[英]How to test a Random Forest regression model for Overfitting?
I'm using RandomForest for a regression model and wanted to see if my model is overfitting.我正在使用 RandomForest 进行回归 model 并想看看我的 model 是否过拟合。 Here is what I did:
这是我所做的:
I use GridSearchCV for hyperparameter tuning and then create a RandomForestRegressor with those parameters:我使用 GridSearchCV 进行超参数调整,然后使用这些参数创建一个 RandomForestRegressor:
RF = RandomForestRegressor(n_estimators=b['n_estimators'], max_depth=b['max_depth'], min_samples_leaf=b['min_samples_leaf'], random_state=0)

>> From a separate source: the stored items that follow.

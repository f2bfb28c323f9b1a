//! Pure Rust implementation of offset-safe, multi-file text edit application.
//!
//! This module parses and applies patches in the `apply_patch` hunk format
//! (`*** Begin Patch` / `*** Update File:` / `@@` context hunks) and also
//! exposes the lower-level [`Hunk`] type directly so callers that already
//! know which lines to replace (rather than starting from patch text) can
//! build hunks programmatically and apply them with the same
//! descending-offset replacement algorithm.

mod parser;
mod seek_sequence;

use std::io::Write;
use std::path::{Path, PathBuf};

use anyhow::{Context, Result};
use parser::ParseError::*;
pub use parser::{parse_patch, Hunk, ParseError, UpdateFileChunk};
use thiserror::Error;

/// Both the raw PATCH argument to `apply_patch` as well as the PATCH argument
/// parsed into hunks.
#[derive(Debug, PartialEq)]
pub struct ApplyPatchArgs {
    pub patch: String,
    pub hunks: Vec<Hunk>,
    pub workdir: Option<String>,
}

#[derive(Debug, Error, PartialEq)]
pub enum ApplyPatchError {
    #[error(transparent)]
    ParseError(#[from] ParseError),
    #[error(transparent)]
    IoError(#[from] IoError),
    #[error("{0}")]
    ComputeReplacements(String),
    #[error("patch detected without explicit call to apply_patch. Rerun as [\"apply_patch\", \"<patch>\"]")]
    ImplicitInvocation,
}

impl From<std::io::Error> for ApplyPatchError {
    fn from(err: std::io::Error) -> Self {
        ApplyPatchError::IoError(IoError {
            context: "I/O error".to_string(),
            source: err,
        })
    }
}

#[derive(Debug, Error)]
#[error("{context}: {source}")]
pub struct IoError {
    context: String,
    #[source]
    source: std::io::Error,
}

impl PartialEq for IoError {
    fn eq(&self, other: &Self) -> bool {
        self.context == other.context && self.source.to_string() == other.source.to_string()
    }
}

/// Tracks file paths affected by applying a patch.
pub struct AffectedPaths {
    pub added: Vec<PathBuf>,
    pub modified: Vec<PathBuf>,
    pub deleted: Vec<PathBuf>,
}

/// Applies the patch and prints the result to stdout/stderr.
pub fn apply_patch(
    patch: &str,
    stdout: &mut impl Write,
    stderr: &mut impl Write,
) -> Result<(), ApplyPatchError> {
    let hunks = match parse_patch(patch) {
        Ok(source) => source.hunks,
        Err(e) => {
            match &e {
                InvalidPatchError(message) => {
                    writeln!(stderr, "Invalid patch: {message}").map_err(ApplyPatchError::from)?;
                }
                InvalidHunkError {
                    message,
                    line_number,
                } => {
                    writeln!(
                        stderr,
                        "Invalid patch hunk on line {line_number}: {message}"
                    )
                    .map_err(ApplyPatchError::from)?;
                }
            }
            return Err(ApplyPatchError::ParseError(e));
        }
    };

    apply_hunks(&hunks, stdout, stderr)?;
    Ok(())
}

/// Applies hunks and writes progress to stdout/stderr
pub fn apply_hunks(
    hunks: &[Hunk],
    stdout: &mut impl Write,
    stderr: &mut impl Write,
) -> Result<(), ApplyPatchError> {
    match apply_hunks_to_files(hunks) {
        Ok(affected) => {
            print_summary(&affected, stdout).map_err(ApplyPatchError::from)?;
            Ok(())
        }
        Err(err) => {
            let msg = err.to_string();
            writeln!(stderr, "{msg}").map_err(ApplyPatchError::from)?;
            if let Some(io) = err.downcast_ref::<std::io::Error>() {
                Err(ApplyPatchError::IoError(IoError {
                    context: msg,
                    source: std::io::Error::new(io.kind(), io.to_string()),
                }))
            } else {
                Err(ApplyPatchError::IoError(IoError {
                    context: msg,
                    source: std::io::Error::other(err),
                }))
            }
        }
    }
}

/// Apply the hunks to the filesystem
fn apply_hunks_to_files(hunks: &[Hunk]) -> anyhow::Result<AffectedPaths> {
    if hunks.is_empty() {
        anyhow::bail!("No files were modified.");
    }

    let mut added: Vec<PathBuf> = Vec::new();
    let mut modified: Vec<PathBuf> = Vec::new();
    let mut deleted: Vec<PathBuf> = Vec::new();

    for hunk in hunks {
        match hunk {
            Hunk::AddFile { path, contents } => {
                if let Some(parent) = path.parent() {
                    if !parent.as_os_str().is_empty() {
                        std::fs::create_dir_all(parent).with_context(|| {
                            format!("Failed to create parent directories for {}", path.display())
                        })?;
                    }
                }
                std::fs::write(path, contents)
                    .with_context(|| format!("Failed to write file {}", path.display()))?;
                added.push(path.clone());
            }
            Hunk::DeleteFile { path } => {
                std::fs::remove_file(path)
                    .with_context(|| format!("Failed to delete file {}", path.display()))?;
                deleted.push(path.clone());
            }
            Hunk::UpdateFile {
                path,
                move_path,
                chunks,
            } => {
                let AppliedPatch { new_contents, .. } =
                    derive_new_contents_from_chunks(path, chunks)?;
                if let Some(dest) = move_path {
                    if let Some(parent) = dest.parent() {
                        if !parent.as_os_str().is_empty() {
                            std::fs::create_dir_all(parent).with_context(|| {
                                format!(
                                    "Failed to create parent directories for {}",
                                    dest.display()
                                )
                            })?;
                        }
                    }
                    std::fs::write(dest, new_contents)
                        .with_context(|| format!("Failed to write file {}", dest.display()))?;
                    std::fs::remove_file(path)
                        .with_context(|| format!("Failed to remove original {}", path.display()))?;
                    modified.push(dest.clone());
                } else {
                    std::fs::write(path, new_contents)
                        .with_context(|| format!("Failed to write file {}", path.display()))?;
                    modified.push(path.clone());
                }
            }
        }
    }

    Ok(AffectedPaths {
        added,
        modified,
        deleted,
    })
}

struct AppliedPatch {
    #[allow(dead_code)]
    original_contents: String,
    new_contents: String,
}

fn derive_new_contents_from_chunks(
    path: &Path,
    chunks: &[UpdateFileChunk],
) -> std::result::Result<AppliedPatch, ApplyPatchError> {
    let original_contents = match std::fs::read_to_string(path) {
        Ok(contents) => contents,
        Err(err) => {
            return Err(ApplyPatchError::IoError(IoError {
                context: format!("Failed to read file to update {}", path.display()),
                source: err,
            }));
        }
    };

    let mut original_lines: Vec<String> = original_contents.split('\n').map(String::from).collect();

    // Drop the trailing empty element that results from the final newline
    if original_lines.last().is_some_and(String::is_empty) {
        original_lines.pop();
    }

    let replacements = compute_replacements(&original_lines, path, chunks)?;
    let new_lines = apply_replacements(original_lines, &replacements);
    let mut new_lines = new_lines;
    if !new_lines.last().is_some_and(String::is_empty) {
        new_lines.push(String::new());
    }
    let new_contents = new_lines.join("\n");
    Ok(AppliedPatch {
        original_contents,
        new_contents,
    })
}

fn compute_replacements(
    original_lines: &[String],
    path: &Path,
    chunks: &[UpdateFileChunk],
) -> std::result::Result<Vec<(usize, usize, Vec<String>)>, ApplyPatchError> {
    let mut replacements: Vec<(usize, usize, Vec<String>)> = Vec::new();
    let mut line_index: usize = 0;

    for chunk in chunks {
        // Find context if specified
        if let Some(ctx_line) = &chunk.change_context {
            if let Some(idx) = seek_sequence::seek_sequence(
                original_lines,
                std::slice::from_ref(ctx_line),
                line_index,
                false,
            ) {
                line_index = idx + 1;
            } else {
                return Err(ApplyPatchError::ComputeReplacements(format!(
                    "Failed to find context '{}' in {}",
                    ctx_line,
                    path.display()
                )));
            }
        }

        if chunk.old_lines.is_empty() {
            // Pure addition
            let insertion_idx = if original_lines.last().is_some_and(String::is_empty) {
                original_lines.len() - 1
            } else {
                original_lines.len()
            };
            replacements.push((insertion_idx, 0, chunk.new_lines.clone()));
            continue;
        }

        // Try to match old_lines
        let mut pattern: &[String] = &chunk.old_lines;
        let mut found =
            seek_sequence::seek_sequence(original_lines, pattern, line_index, chunk.is_end_of_file);
        let mut new_slice: &[String] = &chunk.new_lines;

        if found.is_none() && pattern.last().is_some_and(String::is_empty) {
            // Retry without trailing empty line
            pattern = &pattern[..pattern.len() - 1];
            if new_slice.last().is_some_and(String::is_empty) {
                new_slice = &new_slice[..new_slice.len() - 1];
            }
            found = seek_sequence::seek_sequence(
                original_lines,
                pattern,
                line_index,
                chunk.is_end_of_file,
            );
        }

        if let Some(start_idx) = found {
            replacements.push((start_idx, pattern.len(), new_slice.to_vec()));
            line_index = start_idx + pattern.len();
        } else {
            return Err(ApplyPatchError::ComputeReplacements(format!(
                "Failed to find expected lines in {}:\n{}",
                path.display(),
                chunk.old_lines.join("\n"),
            )));
        }
    }

    replacements.sort_by(|(lhs_idx, _, _), (rhs_idx, _, _)| lhs_idx.cmp(rhs_idx));
    Ok(replacements)
}

fn apply_replacements(
    mut lines: Vec<String>,
    replacements: &[(usize, usize, Vec<String>)],
) -> Vec<String> {
    // Apply in reverse order
    for (start_idx, old_len, new_segment) in replacements.iter().rev() {
        let start_idx = *start_idx;
        let old_len = *old_len;

        // Remove old lines
        for _ in 0..old_len {
            if start_idx < lines.len() {
                lines.remove(start_idx);
            }
        }

        // Insert new lines
        for (offset, new_line) in new_segment.iter().enumerate() {
            lines.insert(start_idx + offset, new_line.clone());
        }
    }

    lines
}

/// Print the summary of changes in git-style format.
pub fn print_summary(affected: &AffectedPaths, out: &mut impl Write) -> std::io::Result<()> {
    writeln!(out, "Success. Updated the following files:")?;
    for path in &affected.added {
        writeln!(out, "A {}", path.display())?;
    }
    for path in &affected.modified {
        writeln!(out, "M {}", path.display())?;
    }
    for path in &affected.deleted {
        writeln!(out, "D {}", path.display())?;
    }
    Ok(())
}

Then I fit the model using the train dataset:然后我使用训练数据集拟合 model:
model = RF.fit(x_train, y_train.values.ravel())
Then I predict with the test dataset:然后我用测试数据集预测:
y_pred = model.predict(x_test)
Then I did the exact same with x_train instead of x_test:然后我用 x_train 而不是 x_test 做了同样的事情:
y_pred = model.predict(x_train)
Here are the results that I achieve:以下是我取得的结果:
Test Data:
MAE: 15.11
MAPE: 26.98%
Train Data:
MAE: 6.17
MAPE: 10.97%
As you can see there is a pretty significant difference.正如你所看到的,有一个非常显着的差异。 Do I have a big problem with overfitting or am I doing something wrong when using x_train to predict?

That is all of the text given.